--- START ---

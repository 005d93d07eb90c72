//! Spinner shown while a search request is in flight.

use crossterm::{
    cursor::{Hide, MoveToColumn, Show},
    queue,
    style::Stylize,
    terminal::{Clear, ClearType},
};
use std::future::Future;
use std::io::{self, Write};
use std::time::Duration;

const FRAMES: [&str; 10] = ["⠋", "⠙", "⠹", "⠸", "⠼", "⠴", "⠦", "⠧", "⠇", "⠏"];
const TICK: Duration = Duration::from_millis(80);

/// Drive `work` to completion while animating `message` on `out`.
///
/// The spinner line is erased before the output is returned. Write errors
/// only cost the animation, never the result.
pub async fn spin<W, F>(out: &mut W, message: &str, work: F) -> F::Output
where
    W: Write,
    F: Future,
{
    tokio::pin!(work);
    let mut ticker = tokio::time::interval(TICK);
    let mut frame = 0usize;
    let _ = queue!(out, Hide);

    let output = loop {
        tokio::select! {
            biased;
            output = &mut work => break output,
            _ = ticker.tick() => {
                let _ = draw(out, FRAMES[frame % FRAMES.len()], message);
                frame += 1;
            }
        }
    };

    let _ = queue!(out, MoveToColumn(0), Clear(ClearType::CurrentLine), Show);
    let _ = out.flush();
    output
}

fn draw<W: Write>(out: &mut W, frame: &str, message: &str) -> io::Result<()> {
    queue!(out, MoveToColumn(0), Clear(ClearType::CurrentLine))?;
    write!(out, "{} {}", frame.cyan(), message.dim())?;
    out.flush()
}

#[cfg(test)]
mod tests {
    use super::*;

    #[tokio::test]
    async fn ready_work_draws_nothing() {
        let mut out = Vec::new();
        let value = spin(&mut out, "Searching for arch...", async { 7 }).await;
        assert_eq!(value, 7);
        let text = String::from_utf8(out).unwrap();
        assert!(!text.contains("Searching"));
    }

    #[tokio::test]
    async fn slow_work_animates_then_clears() {
        let mut out = Vec::new();
        let value = spin(&mut out, "Searching for arch...", async {
            tokio::time::sleep(Duration::from_millis(250)).await;
            "done"
        })
        .await;
        assert_eq!(value, "done");
        let text = String::from_utf8(out).unwrap();
        assert!(text.contains("Searching for arch..."));
        assert!(text.contains(FRAMES[0]));
        assert!(text.contains(FRAMES[1]));
        // erased last
        assert!(text.ends_with("\x1b[?25h"));
    }
}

--- END ---

• TASK INSTRUCTIONS:
Only the lines holding "text" are wanted, so copy each of them from the material.

• RESULT FOR THIS EXERCISE:
        let text = String::from_utf8(out).unwrap();
        assert!(!text.contains("Searching"));
        let text = String::from_utf8(out).unwrap();
        assert!(text.contains("Searching for arch..."));
        assert!(text.contains(FRAMES[0]));
        assert!(text.contains(FRAMES[1]));
        assert!(text.ends_with("\x1b[?25h"));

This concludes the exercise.